Plus précisément, si le PS est éliminé dans 524 cantons, il « aurait été en situation de se maintenir dans 256 » s'il avait été uni au reste de la gauche. « Et dans ce cas, nous aurions fait jeu égal avec la droite qui est éliminée dans plus de 200 cantons », tente-t-il de convaincre dans un de ces « raisonnements-Potemkine » dont il a le secret, mais dont on ne sait pas s'il parvient à convaincre au-delà de Laurent Joffrin (qui, lui, y croit fort).
Car, par rapport à ce qui préoccupe le plus Borgel, il n'y a aucune raison de s'inquiéter. « Le total gauche-droite est quasiment le même, nous sommes dans un mouchoir de poche, et il n’y a pas de dynamique pour la droite », tranche-t-il ainsi. Et surtout, « il n’y a pas d’alternative, pas de "Syriza à la française" qui peut naître, pas à ce stade en tout cas. On va donc pouvoir parler de rassemblement dans des conditions plus sereines… ».
Le message s'adresse en priorité aux partenaires écologistes. Mais pour ceux-ci, la situation n'est pas aussi claire. Ainsi que l'exprime David Cormand, en charge des élections à EELV, « les appels au rassemblement de Manuel Valls viennent de celui dont la ligne politique est le principal obstacle à ce rassemblement ». Le score de 2 % qui a tourné en boucle sur les plateaux télévisés et dans les analyses expertes, « c'est du pipeau incroyable, s'étrangle Cormand. L'écologie est "à genoux" et "quasi-morte", mais EELV fait près de 10 % là où on s'est présenté en autonome (9,7 % dans 377 cantons exactement - ndlr) ».
Alliés avec le PS, le score moyen réalisé par les binômes socialo-écolos atteint les 27 % (dans 157 cantons), mais là encore, il occasionne un commentaire acerbe de Cormand : « Quand il est avec nous, le PS se qualifie au second tour. C'est quand il est sur la ligne Valls, c'est-à-dire sans allié, qu'il est éliminé. » Quant aux scores des alliances avec tout ou partie du Front de gauche (dans 448 cantons), il est en moyenne de 13,6 %. « Ça couvre des réalités diverses, analyse le dirigeant écologiste. Dans les zones rurales, cela permet de faire 7 ou 8 % là où nous faisions 4 auparavant. Mais il y a des endroits où cela provoque de vraies percées, à 18 ou 20 %, voire au-dessus, notamment dans des centres urbains où Mélenchon avait déjà fait de bons résultats en 2012. »

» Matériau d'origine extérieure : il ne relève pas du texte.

// mesh.rs — unit sphere as one spiralling triangle strip with equirectangular UVs

use std::f64::consts::PI;

#[derive(Debug, Clone)]
pub struct SphereMesh {
    pub positions: Vec<[f32; 3]>,
    pub uvs: Vec<[f32; 2]>,
}

impl SphereMesh {
    pub fn vertex_count(&self) -> u32 {
        self.positions.len() as u32
    }

    pub fn flat_positions(&self) -> &[f32] {
        bytemuck::cast_slice(&self.positions)
    }

    pub fn flat_uvs(&self) -> &[f32] {
        bytemuck::cast_slice(&self.uvs)
    }
}

/// Number of strip vertices produced by [`build_sphere`].
pub fn strip_vertex_count(h_div: u32, v_div: u32) -> usize {
    2 * h_div as usize * (v_div as usize + 1)
}

/// Tessellate a unit sphere into a single triangle strip.
///
/// The strip walks every latitude band once, two vertices per longitude
/// step. The lower vertex of each pair is lifted by `h / h_div` of a band so
/// the strip climbs one band per revolution and joins the next band without
/// a seam. Latitude is eased with a sine so rows bunch up towards the poles.
///
/// `u` is `v + h / h_div`: the integer band index plus the longitude
/// fraction, not a per-band `v / v_div`. It keeps growing by one per band;
/// the sampler repeats horizontally, so only its fractional part matters,
/// and consecutive strip vertices never jump across the texture.
///
/// The last revolution's upper vertices sit one full band above the top
/// row, just past the north pole, which closes the cap.
pub fn build_sphere(h_div: u32, v_div: u32) -> SphereMesh {
    let count = strip_vertex_count(h_div, v_div);
    let mut positions = Vec::with_capacity(count);
    let mut uvs = Vec::with_capacity(count);

    let mut push = |h: u32, v: u32, offset: f64| {
        let h_frac = h as f64 / h_div as f64;
        let phi = 2.0 * PI * h_frac;
        let theta0 = PI * ((v as f64 + offset) / v_div as f64 - 0.5);
        let theta = theta0.sin() * PI / 2.0;

        positions.push([
            (phi.cos() * theta.cos()) as f32,
            theta.sin() as f32,
            (phi.sin() * theta.cos()) as f32,
        ]);
        uvs.push([(v as f64 + h_frac) as f32, ((1.0 - theta0.sin()) / 2.0) as f32]);
    };

    for v in 0..=v_div {
        for h in 0..h_div {
            let h_frac = h as f64 / h_div as f64;
            let lower = if v == 0 { 0.0 } else { h_frac - 1.0 };
            let upper = if v == v_div { 1.0 } else { h_frac };
            push(h, v, lower);
            push(h, v, upper);
        }
    }

    SphereMesh { positions, uvs }
}

#[cfg(test)]
mod tests {
    use super::*;

    #[test]
    fn vertex_count_matches_formula() {
        let mesh = build_sphere(32, 64);
        assert_eq!(mesh.vertex_count(), 4160);
        assert_eq!(mesh.uvs.len(), 4160);
        assert_eq!(mesh.flat_positions().len(), 4160 * 3);
        assert_eq!(mesh.flat_uvs().len(), 4160 * 2);

        for (h, v) in [(1, 1), (3, 5), (8, 2), (17, 33)] {
            let n = build_sphere(h, v).vertex_count() as usize;
            assert_eq!(n, strip_vertex_count(h, v));
            assert_eq!(n % 2, 0);
            assert_eq!(n % h as usize, 0);
        }
    }

    #[test]
    fn every_vertex_is_on_the_unit_sphere() {
        let mesh = build_sphere(32, 64);
        for p in &mesh.positions {
            let r2 = p[0] * p[0] + p[1] * p[1] + p[2] * p[2];
            assert!((r2 - 1.0).abs() < 1e-5, "off sphere: {p:?}");
        }
    }

    #[test]
    fn strip_starts_at_south_pole() {
        let mesh = build_sphere(16, 8);
        let first = mesh.positions[0];
        assert!((first[1] + 1.0).abs() < 1e-6);
        assert!((mesh.uvs[0][1] - 1.0).abs() < 1e-6);
    }

    #[test]
    fn top_row_reaches_one_band_past_the_north_pole() {
        let (h_div, v_div) = (32u32, 64u32);
        let mesh = build_sphere(h_div, v_div);
        let c = (PI / v_div as f64).cos();
        let expected_y = (c * PI / 2.0).sin();
        let expected_v = (1.0 - c) / 2.0;

        for h in [0u32, 5, h_div - 1] {
            let i = 2 * (v_div * h_div + h) as usize + 1;
            let phi = 2.0 * PI * h as f64 / h_div as f64;
            let ring = (c * PI / 2.0).cos();
            let p = mesh.positions[i];
            assert!((p[0] as f64 - phi.cos() * ring).abs() < 1e-6, "{p:?}");
            assert!((p[1] as f64 - expected_y).abs() < 1e-6, "{p:?}");
            assert!((p[2] as f64 - phi.sin() * ring).abs() < 1e-6, "{p:?}");
            assert!((mesh.uvs[i][1] as f64 - expected_v).abs() < 1e-6);
        }

        // Not collapsed onto the pole itself.
        let last = *mesh.positions.last().unwrap();
        assert!(last[1] < 1.0);
        assert!(mesh.uvs.last().unwrap()[1] > 0.0);
    }

    #[test]
    fn texture_v_stays_in_unit_range() {
        let mesh = build_sphere(32, 64);
        for uv in &mesh.uvs {
            assert!((0.0..=1.0).contains(&uv[1]), "v out of range: {uv:?}");
        }
    }

    #[test]
    fn u_advances_monotonically_along_the_strip() {
        let mesh = build_sphere(8, 4);
        for pair in mesh.uvs.windows(2) {
            assert!(pair[1][0] >= pair[0][0]);
            assert!(pair[1][0] - pair[0][0] <= 1.0 / 8.0 + 1e-6);
        }
        // Fractional part of u is the longitude fraction.
        let h = 3usize;
        let u = mesh.uvs[2 * (8 + h)][0];
        assert!((u.fract() - h as f32 / 8.0).abs() < 1e-6);
    }

    #[test]
    fn latitude_is_sine_eased() {
        // Band 1 of 4 sits at theta0 = -pi/4; eased latitude is sin(-pi/4) * pi/2.
        let mesh = build_sphere(4, 4);
        let upper_of_first_pair = mesh.positions[1];
        let expected = ((-PI / 4.0).sin() * PI / 2.0).sin() as f32;
        // First pair of row 0 uses offset h/h_div = 0, i.e. band 0 exactly.
        assert!((upper_of_first_pair[1] + 1.0).abs() < 1e-6);

        // Row 1, h = 0: upper vertex sits exactly on band 1.
        let row1_upper = mesh.positions[2 * 4 + 1];
        assert!((row1_upper[1] - expected).abs() < 1e-6);
        let linear = (-PI / 4.0).sin() as f32;
        assert!((row1_upper[1] - linear).abs() > 1e-3);
    }
}
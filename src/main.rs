// main.rs — window, input routing and frame clock around the viewer core

#![cfg_attr(not(debug_assertions), windows_subsystem = "windows")] // no console window in release builds

use anyhow::{Context, Result};
use clap::Parser;
use glam::Vec2;
use spherical_viewer::renderer::Renderer;
use spherical_viewer::texture::{self, LoadedPanorama};
use spherical_viewer::{RendererError, TextureError, ViewOptions, Viewer, Viewport};
use std::collections::BTreeMap;
use std::path::PathBuf;
use std::sync::mpsc::{channel, Receiver, Sender};
use std::sync::Arc;
use std::time::{Duration, Instant};
use winit::{
    dpi::LogicalSize,
    event::*,
    event_loop::{ControlFlow, EventLoop},
    window::WindowBuilder,
};

const APP_TITLE: &str = "Spherical Viewer";
const FRAME_INTERVAL: Duration = Duration::from_millis(16);
/// One wheel notch, in browser-style pixels.
const WHEEL_LINE_PIXELS: f32 = 100.0;

type LoadResult = Result<LoadedPanorama, TextureError>;

#[derive(Parser)]
#[command(name = "spherical_viewer", about = "Interactive equirectangular panorama viewer")]
struct Cli {
    /// Equirectangular panorama to show
    #[arg(default_value = "snap.jpg")]
    image: PathBuf,

    /// JSON file with view options
    #[arg(long)]
    config: Option<PathBuf>,

    /// Initial window width
    #[arg(long, default_value_t = 1280)]
    width: u32,

    /// Initial window height
    #[arg(long, default_value_t = 768)]
    height: u32,

    /// Enable debug logging
    #[arg(short, long)]
    verbose: bool,
}

/// Host-side pointer bookkeeping: winit reports presses without a position
/// and touches one finger at a time.
#[derive(Default)]
struct Pointers {
    /// Unknown until the first `CursorMoved`.
    cursor: Option<Vec2>,
    touches: BTreeMap<u64, Vec2>,
}

impl Pointers {
    fn touch_points(&self) -> Vec<Vec2> {
        self.touches.values().copied().collect()
    }

    fn cursor_moved(&mut self, cursor: Vec2, viewer: &mut Viewer, now: Instant) {
        self.cursor = Some(cursor);
        viewer.pointer_move(cursor, now);
    }

    /// A press before any cursor position is known is dropped.
    fn button_pressed(&self, viewer: &mut Viewer) {
        if let Some(cursor) = self.cursor {
            viewer.pointer_down(cursor);
        }
    }
}

fn main() -> Result<()> {
    let cli = Cli::parse();

    let default_filter = if cli.verbose { "debug" } else { "info" };
    env_logger::Builder::from_env(env_logger::Env::default().default_filter_or(default_filter))
        .init();

    let options = match &cli.config {
        Some(path) => ViewOptions::load_from_path(path)
            .with_context(|| format!("loading view options from {}", path.display()))?,
        None => ViewOptions::default(),
    };
    let mut viewer = Viewer::new(options);

    let event_loop = EventLoop::new();
    let window = Arc::new(
        WindowBuilder::new()
            .with_title(APP_TITLE)
            .with_inner_size(LogicalSize::new(cli.width, cli.height))
            .build(&event_loop)
            .context("creating window")?,
    );

    let placeholder = texture::placeholder(viewer.options().placeholder_color);
    let mut renderer = pollster::block_on(Renderer::new(
        window.clone(),
        viewer.mesh(),
        &placeholder,
    ))
    .context("initialising rendering backend")?;
    let texture_limit = renderer
        .max_texture_size()
        .min(viewer.options().max_texture_size);

    let (tx, rx): (Sender<LoadResult>, Receiver<LoadResult>) = channel();
    texture::spawn_loader(cli.image.clone(), texture_limit, tx.clone());

    let mut pointers = Pointers::default();
    let mut next_frame = Instant::now();

    event_loop.run(move |event, _, control_flow| {
        match rx.try_recv() {
            Ok(Ok(loaded)) => {
                renderer.load_panorama(&loaded.image);
                viewer.texture_loaded();
                let (w, h) = renderer.texture_extent();
                log::info!("panorama {} uploaded as {}x{}", loaded.path.display(), w, h);
                let name = loaded
                    .path
                    .file_name()
                    .map(|n| n.to_string_lossy().into_owned())
                    .unwrap_or_default();
                window.set_title(&format!("{APP_TITLE} - {name}"));
            }
            Ok(Err(e)) => log::error!("failed to load panorama: {e}"),
            Err(_) => {}
        }

        match event {
            Event::WindowEvent { event, .. } => match event {
                WindowEvent::CloseRequested => {
                    *control_flow = ControlFlow::Exit;
                }

                WindowEvent::Resized(size) => {
                    renderer.resize(Viewport::new(size.width, size.height));
                }

                WindowEvent::ScaleFactorChanged { new_inner_size, .. } => {
                    renderer.resize(Viewport::new(new_inner_size.width, new_inner_size.height));
                }

                WindowEvent::KeyboardInput { input, .. } if input.state == ElementState::Pressed => {
                    match input.virtual_keycode {
                        Some(VirtualKeyCode::O) => {
                            if let Some(path) = rfd::FileDialog::new()
                                .add_filter("Images", &["jpg", "jpeg", "png", "bmp"])
                                .pick_file()
                            {
                                texture::spawn_loader(path, texture_limit, tx.clone());
                            }
                        }
                        Some(VirtualKeyCode::R) => viewer.reset_camera(),
                        _ => {}
                    }
                }

                WindowEvent::MouseInput {
                    state,
                    button: MouseButton::Left,
                    ..
                } => match state {
                    ElementState::Pressed => pointers.button_pressed(&mut viewer),
                    ElementState::Released => viewer.pointer_up(),
                },

                WindowEvent::CursorMoved { position, .. } => {
                    let cursor = Vec2::new(position.x as f32, position.y as f32);
                    pointers.cursor_moved(cursor, &mut viewer, Instant::now());
                }

                WindowEvent::MouseWheel { delta, .. } => {
                    // Browser convention: positive delta scrolls down and pulls the view back.
                    let delta_y = match delta {
                        MouseScrollDelta::LineDelta(_, y) => -y * WHEEL_LINE_PIXELS,
                        MouseScrollDelta::PixelDelta(pos) => -pos.y as f32,
                    };
                    viewer.wheel(delta_y, Instant::now());
                }

                WindowEvent::Touch(touch) => {
                    let point = Vec2::new(touch.location.x as f32, touch.location.y as f32);
                    match touch.phase {
                        TouchPhase::Started => {
                            pointers.touches.insert(touch.id, point);
                            viewer.touch_start(&pointers.touch_points());
                        }
                        TouchPhase::Moved => {
                            pointers.touches.insert(touch.id, point);
                            viewer.touch_move(&pointers.touch_points(), Instant::now());
                        }
                        TouchPhase::Ended | TouchPhase::Cancelled => {
                            pointers.touches.remove(&touch.id);
                            viewer.touch_end(&pointers.touch_points());
                        }
                    }
                }

                WindowEvent::DroppedFile(path) => {
                    texture::spawn_loader(path, texture_limit, tx.clone());
                }

                _ => {}
            },

            Event::RedrawRequested(_) => {
                match viewer.frame(Instant::now(), renderer.size(), &mut renderer) {
                    Ok(_) => {}
                    Err(RendererError::Surface(wgpu::SurfaceError::Lost)) => renderer.reconfigure(),
                    Err(RendererError::Surface(wgpu::SurfaceError::OutOfMemory)) => {
                        log::error!("GPU out of memory, exiting");
                        *control_flow = ControlFlow::Exit;
                    }
                    Err(e) => log::warn!("render error: {e}"),
                }
            }

            Event::MainEventsCleared => {
                // The frame clock: one tick per interval, whether or not it draws.
                let now = Instant::now();
                if now >= next_frame {
                    window.request_redraw();
                    next_frame = now + FRAME_INTERVAL;
                }
                if !matches!(*control_flow, ControlFlow::ExitWithCode(_)) {
                    *control_flow = ControlFlow::WaitUntil(next_frame);
                }
            }

            _ => {}
        }
    })
}

#[cfg(test)]
mod tests {
    use super::*;
    use spherical_viewer::{Mat4, RenderBackend};

    struct NullBackend;

    impl RenderBackend for NullBackend {
        fn draw(&mut self, _: &Mat4) -> Result<(), RendererError> {
            Ok(())
        }
    }

    fn ready_viewer(now: Instant) -> Viewer {
        let mut viewer = Viewer::new(ViewOptions::default());
        viewer
            .frame(now, Viewport::new(800, 600), &mut NullBackend)
            .unwrap();
        viewer
    }

    #[test]
    fn press_before_any_cursor_position_is_ignored() {
        let now = Instant::now();
        let mut viewer = ready_viewer(now);
        let mut pointers = Pointers::default();

        pointers.button_pressed(&mut viewer);
        assert!(!viewer.camera().is_dragging());

        // The first reported position does not turn into a jump from the origin.
        pointers.cursor_moved(Vec2::new(400.0, 300.0), &mut viewer, now);
        assert_eq!(viewer.camera().orientation(), Mat4::IDENTITY);
    }

    #[test]
    fn press_drags_from_the_last_cursor_position() {
        let now = Instant::now();
        let mut viewer = ready_viewer(now);
        let mut pointers = Pointers::default();

        pointers.cursor_moved(Vec2::new(400.0, 300.0), &mut viewer, now);
        pointers.button_pressed(&mut viewer);
        assert!(viewer.camera().is_dragging());

        pointers.cursor_moved(Vec2::new(400.0, 310.0), &mut viewer, now);
        let expected = Mat4::IDENTITY.rotate_x(10.0 / 800.0 * 2.0).rotate_y(-0.0);
        assert!(viewer.camera().orientation().approx_eq(&expected, 1e-6));
    }
}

Ainsi, l'alliance EELV-FdG réussit de gros scores à Grenoble, Rouen, Le Havre, Poitiers, Lille ou Nantes. « Dans tous les endroits où il y a eu une présentation homogène du Front de gauche avec des mouvements citoyens ou d'alliances avec les écologistes, dans une ville ou dans un département entier, on remarque qu'il y a une prime donnée à une gauche qui résiste et se rassemble », estime de son côté Éric Coquerel, responsable du Parti de gauche. Lui cite en outre certains cantons à Toulouse, dans le Jura ou dans les Alpes-de-Haute-Provence. Selon lui, « c'est un rebond, encore modeste, mais où on peut se dire : “Là, ça marche.” À nous d'être audacieux désormais. »
Pour Olivier Dartigolles, porte-parole du PCF, il s'agit d'« encouragements très forts et de perspectives qui s'ouvrent enfin dans une situation plombée à gauche ». Le dirigeant communiste ne se remet pas de « la manipulation grossière du ministère de l'intérieur, qui bidonne avant les étiquettes et refuse après de donner la vérité du suffrage universel, en nous enlevant un gros tiers de notre score pour les verser aux “divers gauche” ». Selon les calculs de la place du Colonel-Fabien, le Front de gauche a recueilli 9,4 % des voix, et peut espérer conserver ses deux départements, le Val-de-Marne et l'Allier. « Ça reste un bataille âpre, mais on est dans des scénarios favorables. »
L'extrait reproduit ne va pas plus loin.